California State Library #131744
Page 422

Pyram Ripley Beckley was born in Athens County, Ohio March 2, 1835, his parents being Lucius Ripley and Marie Ann (Gerslino) Beckley. The father was a native of Ohio and the mother of Indiana, her parents living near Fort Wayne. Grandfather Daniel Beckley married a Miss Camp and both lived to a good old age, perhaps 60 years. In 1844, the parents with three sons and a daughter moved to Van Buren County, Iowa, where the father was engaged for a time selling the products of a local pottery, chiefly to dealers. He afterward moved to Lee County and went to farming near Montrose for two years, when he returned to a previous pursuit in Van Buren County. The grandparents also spent a few years with him in Iowa, but afterward went back to Ohio.

In 1850, L. R. Beckley, with his wife and children, crossed the plains to California with three ox teams and some cows, forming part of a company of over one hundred persons, and a train of 38 wagons. The Beckleys left Bonaparte, Iowa, April 5, but did not cross the Missouri River until about May 1, not daring to venture into the interior because of the backward condition of the grass that season. They arrived in Hangtown, now Placerville, California, September 20, 1850, where the father soon went forward to Sacramento to buy flour and other supplies with which he started a bakery at Diamond Springs for a few months.

In December 1850, they moved to Sacramento where the father built the Washington Hotel near the corner of Fifteenth and J Streets. After a few months he rented it to another party and he conducted the Prairie House on the Placerville Road. There the mother died June 5, 1851 and the family returned to the Washington Hotel in Sacramento.

In the Spring of 1852, he was again married to Mrs. Phoebe Shaeffer, a widow having one son. He was burnt out in the great fire of November, 1852 and soon afterward bought the Monte Cristo House on the Coloma Road, which he carried on for about three years.

In 1855, he moved into Franklin Township and the fortunes of the family have been connected with this township ever since. He first took up 320 acres about two and one-half miles west of where Franklin now stands with a frontage of one mile on the road to the Sacramento River. Soon afterward he bought about one thousand acres five miles north of Franklin. He was elected Supervisor for the years 1855 and 1856 and he was afterward Public Administrator for one term. He died May 15, 1859 after two or three years of broken health, leaving three sons and a daughter born of his first marriage:

Benson D., born 1833, now a rancher in Calaveras County and the father of four children; Edmond J., born in 1836, a hotel-keeper in Portland, Oregon and the father of one child; Mary Maria, born in 1838 by the first marriage, Mrs.
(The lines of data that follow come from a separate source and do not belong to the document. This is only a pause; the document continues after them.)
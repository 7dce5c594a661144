use std::sync::Arc;

use babytrack_api::config::{Config, LogFormat, StorageBackend};
use babytrack_api::routes::router;
use babytrack_api::state::AppState;
use babytrack_core::{DynamoStore, MemoryStore, TrackerStore};
use tower_http::timeout::TimeoutLayer;
use tower_http::trace::TraceLayer;
use tracing::{info, warn};
use tracing_subscriber::EnvFilter;

fn init_tracing(format: LogFormat) {
    let filter = EnvFilter::try_from_default_env().unwrap_or_else(|_| EnvFilter::new("info"));
    let builder = tracing_subscriber::fmt().with_env_filter(filter);
    match format {
        LogFormat::Json => builder.json().init(),
        LogFormat::Text => builder.init(),
    }
}

async fn shutdown_signal() {
    if let Err(e) = tokio::signal::ctrl_c().await {
        warn!(error = %e, "failed to listen for shutdown signal");
        std::future::pending::<()>().await;
    }
    info!("shutting down");
}

#[tokio::main]
async fn main() -> Result<(), Box<dyn std::error::Error>> {
    let config = Config::from_env()?;
    init_tracing(config.log_format);

    let store: Arc<dyn TrackerStore> = match config.storage {
        StorageBackend::DynamoDb => {
            let dynamo = DynamoStore::new(config.tables.clone()).await;
            info!(tables = ?dynamo.tables(), "using DynamoDB storage");
            Arc::new(dynamo)
        }
        StorageBackend::Memory => {
            warn!("using in-memory storage; data is lost on restart");
            Arc::new(MemoryStore::new())
        }
    };

    let app = router(AppState::new(store))
        .layer(TimeoutLayer::new(config.request_timeout))
        .layer(TraceLayer::new_for_http());

    let listener = tokio::net::TcpListener::bind(&config.bind_addr).await?;
    info!(addr = %listener.local_addr()?, "listening");

    axum::serve(listener, app)
        .with_graceful_shutdown(shutdown_signal())
        .await?;
    Ok(())
}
Isaac Allen; and by second marriage, Mrs. S. F. Wheeler, who lived in this county from 1850 to 1883 and died in Nevada County in 1885.

P. R. Beckley, the subject of this sketch, worked with his father and afterward for a time in charge of his ranches almost continuously boyhood until the death of the latter in 1859. Meanwhile, he had bought 160 acres adjoining his father's place on the road from Franklin to the Sacramento River and about 320 acres of low land near the river.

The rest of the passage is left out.